__Your instructions__
Transcribe the records word for word, beginning with the first line and ending with the line that contains "let Some(first) = self.buckets.first_entry()"; include nothing else.

....

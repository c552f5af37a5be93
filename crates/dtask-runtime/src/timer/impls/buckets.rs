//! Bucketed timer backend
//!
//! Timers are grouped by exact deadline: `BTreeMap<Instant, VecDeque<_>>`.
//! Deadlines can collide (many callers compute "now + offset" in the same
//! tick), so each key holds a FIFO list rather than a single entry.
//!
//! # Firing
//!
//! `pop_due` detaches whole buckets from the map while holding the lock
//! and returns them; callbacks are invoked by the caller after the lock
//! is released. A bucket is never partially fired and never iterated
//! while it is still reachable from the map.
//!
//! # Cancellation
//!
//! Eager: a `handle -> deadline` index finds the bucket, the entry is
//! removed, and an emptied bucket drops its key.

use std::collections::{BTreeMap, HashMap, VecDeque};
use std::sync::{Mutex, MutexGuard};
use std::time::Instant;

use dtask_core::{DTaskError, DTaskResult, Task};

use crate::timer::{DueTimer, Scheduled, TimerBackend, TimerEntry, TimerHandle, TimerStats};

struct BucketInner {
    /// deadline -> callbacks in insertion order
    buckets: BTreeMap<Instant, VecDeque<(TimerHandle, Task)>>,

    /// handle -> deadline, for cancellation
    index: HashMap<TimerHandle, Instant>,

    total_inserted: u64,
    total_fired: u64,
    total_cancelled: u64,
    total_rejected: u64,
}

impl BucketInner {
    fn new() -> Self {
        Self {
            buckets: BTreeMap::new(),
            index: HashMap::new(),
            total_inserted: 0,
            total_fired: 0,
            total_cancelled: 0,
            total_rejected: 0,
        }
    }

    /// Detach the earliest bucket if its deadline satisfies `due`
    fn detach_first(&mut self, due: impl Fn(Instant) -> bool, out: &mut Vec<DueTimer>) -> bool {
        let Some(first) = self.buckets.first_entry() else {
            return false;
        };
        if !due(*first.key()) {
            return false;
        }
        let (deadline, bucket) = first.remove_entry();
        for (handle, task) in bucket {
            self.index.remove(&handle);
            out.push(DueTimer {
                handle,
                deadline,
                task,
            });
        }
        true
    }
}

/// Ordered-bucket timer backend
///
/// Thread-safe via one internal Mutex, held only for map operations.
pub struct BucketTimerBackend {
    inner: Mutex<BucketInner>,
    limit: Option<usize>,
}

impl BucketTimerBackend {
    /// Unbounded backend
    pub fn new() -> Self {
        Self::with_limit(None)
    }

    /// Backend refusing inserts beyond `limit` pending timers
    pub fn with_limit(limit: Option<usize>) -> Self {
        Self {
            inner: Mutex::new(BucketInner::new()),
            limit,
        }
    }

    #[inline]
    fn lock(&self) -> MutexGuard<'_, BucketInner> {
        self.inner.lock().unwrap_or_else(|e| e.into_inner())
    }
}

impl Default for BucketTimerBackend {
    fn default() -> Self {
        Self::new()
    }
}

impl TimerBackend for BucketTimerBackend {
    fn schedule(&self, entry: TimerEntry) -> DTaskResult<Scheduled> {
        let mut inner = self.lock();
        if let Some(limit) = self.limit {
            if inner.index.len() >= limit {
                inner.total_rejected += 1;
                return Err(DTaskError::TimerCapacity { limit });
            }
        }
        let TimerEntry {
            handle,
            deadline,
            task,
        } = entry;
        inner
            .buckets
            .entry(deadline)
            .or_default()
            .push_back((handle, task));
        inner.index.insert(handle, deadline);
        inner.total_inserted += 1;
        let earliest = inner.buckets.keys().next() == Some(&deadline);
        Ok(Scheduled { handle, earliest })
    }

    fn cancel(&self, handle: TimerHandle) -> bool {
        let mut inner = self.lock();
        let Some(deadline) = inner.index.remove(&handle) else {
            return false;
        };
        let mut emptied = false;
        let mut removed = None;
        if let Some(bucket) = inner.buckets.get_mut(&deadline) {
            if let Some(pos) = bucket.iter().position(|(h, _)| *h == handle) {
                removed = bucket.remove(pos);
            }
            emptied = bucket.is_empty();
        }
        if emptied {
            inner.buckets.remove(&deadline);
        }
        if removed.is_some() {
            inner.total_cancelled += 1;
        }
        // Drop the callback outside the lock: its captures may run arbitrary Drop code.
        drop(inner);
        removed.is_some()
    }

    fn pop_due(&self, now: Instant) -> Vec<DueTimer> {
        let mut expired = Vec::new();
        let mut inner = self.lock();
        while inner.detach_first(|deadline| deadline <= now, &mut expired) {}
        inner.total_fired += expired.len() as u64;
        expired
    }

    fn drain(&self) -> Vec<DueTimer> {
        let mut drained = Vec::new();
        let mut inner = self.lock();
        while inner.detach_first(|_| true, &mut drained) {}
        drained
    }

    fn next_deadline(&self) -> Option<Instant> {
        self.lock().buckets.keys().next().copied()
    }

    fn len(&self) -> usize {
        self.lock().index.len()
    }

    fn stats(&self) -> TimerStats {
        let inner = self.lock();
        TimerStats {
            pending: inner.index.len(),
            buckets: inner.buckets.len(),
            total_inserted: inner.total_inserted,
            total_fired: inner.total_fired,
            total_cancelled: inner.total_cancelled,
            total_rejected: inner.total_rejected,
        }
    }

    fn name(&self) -> &'static str {
        "buckets"
    }
}
//! Timer backend implementations
//!
//! Currently provides:
//! - `BucketTimerBackend` - ordered map of deadline buckets

mod buckets;

pub use buckets::BucketTimerBackend;

use std::sync::Arc;

use crate::timer::TimerBackend;

/// Backend selector for configuration
#[derive(Debug, Clone, Copy, PartialEq, Eq, Default)]
pub enum TimerBackendType {
    /// BTreeMap of deadline -> FIFO bucket
    ///
    /// Characteristics:
    /// - O(log n) insert
    /// - O(log n + b) cancel (b = bucket length), eager removal
    /// - O(k) detach of k due entries
    /// - O(1) peek next deadline
    #[default]
    Buckets,
}

impl TimerBackendType {
    /// Get human-readable name
    pub fn name(&self) -> &'static str {
        match self {
            TimerBackendType::Buckets => "buckets",
        }
    }
}

/// Create a timer backend based on type
///
/// `capacity` limits pending timers (`None` = unbounded).
pub fn create_backend(backend_type: TimerBackendType, capacity: Option<usize>) -> Arc<dyn TimerBackend> {
    match backend_type {
        TimerBackendType::Buckets => Arc::new(BucketTimerBackend::with_limit(capacity)),
    }
}
//! # dtask - Deferred Task Scheduling
//!
//! Run a callback after a delay, or hand work to a fixed pool of worker
//! threads, or both: a delayed callback that submits to the pool.
//!
//! ## Quick Start
//!
//! ```ignore
//! use std::time::Duration;
//! use dtask::{Scheduler, SchedulerConfig};
//!
//! fn main() -> dtask::DTaskResult<()> {
//!     dtask::init_logging();
//!     let scheduler = Scheduler::new(SchedulerConfig::from_env().num_workers(4))?;
//!
//!     // Deferred callback
//!     let timer = scheduler.after(Duration::from_millis(100), || println!("tick"))?;
//!
//!     // Fire-and-forget work
//!     scheduler.submit(|| println!("on a worker"))?;
//!
//!     // Combine: delayed callback submitting to the pool
//!     let handle = scheduler.handle();
//!     scheduler.after(Duration::from_millis(50), move || {
//!         let _ = handle.submit(|| println!("write response"));
//!     })?;
//!
//!     scheduler.cancel(timer);
//!     scheduler.wait_idle(Duration::from_secs(1));
//!     let stats = scheduler.shutdown();
//!     println!("{:?}", stats);
//!     Ok(())
//! }
//! ```
//!
//! ## Architecture
//!
//! ```text
//!   after()/at()                       submit()
//!        │                                │
//!        ▼                                ▼
//!   ┌──────────┐  due   ┌────────┐  ┌──────────────────┐
//!   │DelayQueue│ ─────► │ poller │─►│ bounded FIFO (C) │
//!   └──────────┘        └────────┘  └──────────────────┘
//!                           │ full        │   │   │
//!                           ▼             ▼   ▼   ▼
//!                       run inline      worker × N
//! ```
//!
//! ## Environment
//!
//! `SchedulerConfig::from_env()` reads `DTASK_NUM_WORKERS`,
//! `DTASK_QUEUE_CAPACITY`, `DTASK_QUEUE_FULL`, `DTASK_POLL_STRATEGY`,
//! `DTASK_FIRE_MODE`, `DTASK_MAX_TIMERS`, `DTASK_MAX_PARK_MS` and
//! `DTASK_THREAD_PREFIX`. `init_logging()` reads `DTASK_LOG`.

mod logging;

pub use logging::{init_logging, LOG_ENV};

// Re-export core types
pub use dtask_core::{panic_message, DTaskError, DTaskResult, Task, TaskId};

// Re-export env utilities
pub use dtask_core::{env_get, env_get_millis, env_get_opt};

// Re-export runtime types
pub use dtask_runtime::{
    DelayQueue,
    FireMode,
    PollStrategy,
    PollerStats,
    PoolConfig,
    PoolStats,
    QueueFullPolicy,
    ResultHandle,
    Scheduler,
    SchedulerConfig,
    SchedulerHandle,
    SchedulerStats,
    TaskHandle,
    TaskState,
    TimerBackendType,
    TimerHandle,
    WorkerPool,
};
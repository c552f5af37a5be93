//! Timer entry and handle types

use std::fmt;
use std::sync::atomic::{AtomicU64, Ordering};
use std::time::{Duration, Instant};

use dtask_core::Task;

/// Globally unique timer handle for cancellation
///
/// Handles are allocated in increasing order, so they also record
/// insertion order.
#[derive(Debug, Clone, Copy, PartialEq, Eq, Hash, PartialOrd, Ord)]
pub struct TimerHandle(pub u64);

impl TimerHandle {
    /// Generate a new unique timer handle
    #[inline]
    pub fn new() -> Self {
        static COUNTER: AtomicU64 = AtomicU64::new(1);
        TimerHandle(COUNTER.fetch_add(1, Ordering::Relaxed))
    }
}

impl Default for TimerHandle {
    fn default() -> Self {
        Self::new()
    }
}

impl fmt::Display for TimerHandle {
    fn fmt(&self, f: &mut fmt::Formatter<'_>) -> fmt::Result {
        write!(f, "timer-{}", self.0)
    }
}

/// Timer entry - owned by the backend until it fires or is cancelled
pub struct TimerEntry {
    /// Unique handle for cancellation
    pub handle: TimerHandle,

    /// When this timer should fire
    pub deadline: Instant,

    /// Callback to run
    pub task: Task,
}

impl TimerEntry {
    /// Timer firing `delay` from now
    #[inline]
    pub fn after(delay: Duration, task: Task) -> Self {
        Self::at(Instant::now() + delay, task)
    }

    /// Timer with absolute deadline
    #[inline]
    pub fn at(deadline: Instant, task: Task) -> Self {
        Self {
            handle: TimerHandle::new(),
            deadline,
            task,
        }
    }
}

impl fmt::Debug for TimerEntry {
    fn fmt(&self, f: &mut fmt::Formatter<'_>) -> fmt::Result {
        f.debug_struct("TimerEntry")
            .field("handle", &self.handle)
            .field("deadline", &self.deadline)
            .finish_non_exhaustive()
    }
}
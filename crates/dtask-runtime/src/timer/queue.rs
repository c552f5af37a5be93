//! DelayQueue - high-level timer API used by the scheduler
//!
//! Wraps a `TimerBackend` and adds the two things the poller needs:
//! a wake signal when an insert moves the earliest deadline forward,
//! and a closed flag so nothing is accepted after shutdown.

use std::sync::atomic::{AtomicBool, Ordering};
use std::sync::Arc;
use std::time::{Duration, Instant};

use dtask_core::{DTaskError, DTaskResult, Task};
use tracing::trace;

use crate::parking::{ParkToken, Parking};
use crate::timer::{DueTimer, Scheduled, TimerBackend, TimerEntry, TimerHandle, TimerStats};

/// Thread-safe registry of deferred callbacks
///
/// Shared between callers (insert/cancel) and the poller (pop_due/park)
/// via `Arc`.
///
/// # Example
///
/// ```ignore
/// use dtask_runtime::timer::{create_backend, DelayQueue, TimerBackendType};
///
/// let queue = DelayQueue::new(create_backend(TimerBackendType::Buckets, None));
/// let handle = queue.insert(Duration::from_millis(100), Box::new(|| println!("due")))?;
///
/// // Changed our mind
/// queue.cancel(handle);
/// ```
pub struct DelayQueue {
    backend: Arc<dyn TimerBackend>,
    wake: Parking,
    closed: AtomicBool,
}

impl DelayQueue {
    /// Create a delay queue over the given backend
    pub fn new(backend: Arc<dyn TimerBackend>) -> Self {
        Self {
            backend,
            wake: Parking::new(),
            closed: AtomicBool::new(false),
        }
    }

    /// Get backend name (for logging)
    pub fn backend_name(&self) -> &'static str {
        self.backend.name()
    }

    /// Schedule `task` to fire `delay` from now
    #[inline]
    pub fn insert(&self, delay: Duration, task: Task) -> DTaskResult<TimerHandle> {
        self.schedule(TimerEntry::after(delay, task))
    }

    /// Schedule `task` to fire at an absolute deadline
    #[inline]
    pub fn insert_at(&self, deadline: Instant, task: Task) -> DTaskResult<TimerHandle> {
        self.schedule(TimerEntry::at(deadline, task))
    }

    /// Schedule a prepared entry
    pub fn schedule(&self, entry: TimerEntry) -> DTaskResult<TimerHandle> {
        if self.is_closed() {
            return Err(DTaskError::ShutDown);
        }
        let Scheduled { handle, earliest } = self.backend.schedule(entry)?;
        if self.is_closed() && self.backend.cancel(handle) {
            // Lost the race with close(); the poller is gone.
            return Err(DTaskError::ShutDown);
        }
        if earliest {
            trace!(timer = %handle, "new earliest deadline, waking poller");
            self.wake.notify_all();
        }
        Ok(handle)
    }

    /// Cancel a timer that has not fired yet
    ///
    /// Returns false if it already fired, was already cancelled, or
    /// never existed. Never blocks on a running callback.
    #[inline]
    pub fn cancel(&self, handle: TimerHandle) -> bool {
        self.backend.cancel(handle)
    }

    /// Detach every timer due at `now`, earliest first
    #[inline]
    pub fn pop_due(&self, now: Instant) -> Vec<DueTimer> {
        self.backend.pop_due(now)
    }

    /// Earliest pending deadline
    #[inline]
    pub fn next_deadline(&self) -> Option<Instant> {
        self.backend.next_deadline()
    }

    /// Number of pending timers
    #[inline]
    pub fn len(&self) -> usize {
        self.backend.len()
    }

    /// Check if any timers are scheduled
    #[inline]
    pub fn is_empty(&self) -> bool {
        self.backend.is_empty()
    }

    /// Lifetime counters of the backend
    pub fn stats(&self) -> TimerStats {
        self.backend.stats()
    }

    /// Refuse further inserts and wake the poller
    ///
    /// Returns the timers that will now never fire.
    pub fn close(&self) -> Vec<DueTimer> {
        self.closed.store(true, Ordering::Release);
        self.wake.notify_all();
        self.backend.drain()
    }

    /// Check if `close()` was called
    #[inline]
    pub fn is_closed(&self) -> bool {
        self.closed.load(Ordering::Acquire)
    }

    // ========================================================================
    // Poller side
    // ========================================================================

    /// Snapshot the wake epoch before scanning
    pub(crate) fn prepare_wait(&self) -> ParkToken<'_> {
        self.wake.prepare()
    }

    /// Sleep until `deadline`, an earlier insert, or close
    pub(crate) fn wait(&self, token: ParkToken<'_>, deadline: Option<Instant>) -> bool {
        self.wake.park(token, deadline)
    }

    /// Interrupt a parked poller without changing any state
    pub(crate) fn wake_poller(&self) {
        self.wake.notify_all();
    }
}

impl std::fmt::Debug for DelayQueue {
    fn fmt(&self, f: &mut std::fmt::Formatter<'_>) -> std::fmt::Result {
        f.debug_struct("DelayQueue")
            .field("backend", &self.backend.name())
            .field("pending", &self.backend.len())
            .field("closed", &self.is_closed())
            .finish()
    }
}

#[cfg(test)]
mod tests {
    use super::*;
    use crate::timer::impls::{create_backend, TimerBackendType};
    use std::thread;

    fn test_queue() -> Arc<DelayQueue> {
        Arc::new(DelayQueue::new(create_backend(TimerBackendType::Buckets, None)))
    }

    #[test]
    fn test_insert_and_cancel() {
        let queue = test_queue();
        let handle = queue.insert(Duration::from_millis(10), Box::new(|| {})).unwrap();
        assert_eq!(queue.len(), 1);

        assert!(queue.cancel(handle));
        assert!(queue.is_empty());
    }

    #[test]
    fn test_closed_rejects_inserts() {
        let queue = test_queue();
        queue.insert(Duration::from_secs(10), Box::new(|| {})).unwrap();

        let discarded = queue.close();
        assert_eq!(discarded.len(), 1);
        assert!(queue.is_closed());
        assert_eq!(
            queue.insert(Duration::ZERO, Box::new(|| {})).unwrap_err(),
            DTaskError::ShutDown
        );
    }

    #[test]
    fn test_earlier_insert_wakes_waiter() {
        let queue = test_queue();
        queue.insert(Duration::from_secs(60), Box::new(|| {})).unwrap();

        let q2 = Arc::clone(&queue);
        let waiter = thread::spawn(move || {
            let token = q2.prepare_wait();
            let start = Instant::now();
            q2.wait(token, q2.next_deadline());
            start.elapsed()
        });

        thread::sleep(Duration::from_millis(30));
        queue.insert(Duration::from_millis(1), Box::new(|| {})).unwrap();

        let elapsed = waiter.join().unwrap();
        assert!(elapsed < Duration::from_secs(5));
    }

    #[test]
    fn test_debug() {
        let queue = test_queue();
        let debug = format!("{:?}", queue);
        assert!(debug.contains("DelayQueue"));
        assert!(debug.contains("buckets"));
    }
}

....

__Output for this exercise__
repository c552f5af37a5be93
filename crates/dtask-runtime/src/timer/impls/buckets.rs
//! Bucketed timer backend
//!
//! Timers are grouped by exact deadline: `BTreeMap<Instant, VecDeque<_>>`.
//! Deadlines can collide (many callers compute "now + offset" in the same
//! tick), so each key holds a FIFO list rather than a single entry.
//!
//! # Firing
//!
//! `pop_due` detaches whole buckets from the map while holding the lock
//! and returns them; callbacks are invoked by the caller after the lock
//! is released. A bucket is never partially fired and never iterated
//! while it is still reachable from the map.
//!
//! # Cancellation
//!
//! Eager: a `handle -> deadline` index finds the bucket, the entry is
//! removed, and an emptied bucket drops its key.

use std::collections::{BTreeMap, HashMap, VecDeque};
use std::sync::{Mutex, MutexGuard};
use std::time::Instant;

use dtask_core::{DTaskError, DTaskResult, Task};

use crate::timer::{DueTimer, Scheduled, TimerBackend, TimerEntry, TimerHandle, TimerStats};

struct BucketInner {
    /// deadline -> callbacks in insertion order
    buckets: BTreeMap<Instant, VecDeque<(TimerHandle, Task)>>,

    /// handle -> deadline, for cancellation
    index: HashMap<TimerHandle, Instant>,

    total_inserted: u64,
    total_fired: u64,
    total_cancelled: u64,
    total_rejected: u64,
}

impl BucketInner {
    fn new() -> Self {
        Self {
            buckets: BTreeMap::new(),
            index: HashMap::new(),
            total_inserted: 0,
            total_fired: 0,
            total_cancelled: 0,
            total_rejected: 0,
        }
    }

    /// Detach the earliest bucket if its deadline satisfies `due`
    fn detach_first(&mut self, due: impl Fn(Instant) -> bool, out: &mut Vec<DueTimer>) -> bool {
        let Some(first) = self.buckets.first_entry() else {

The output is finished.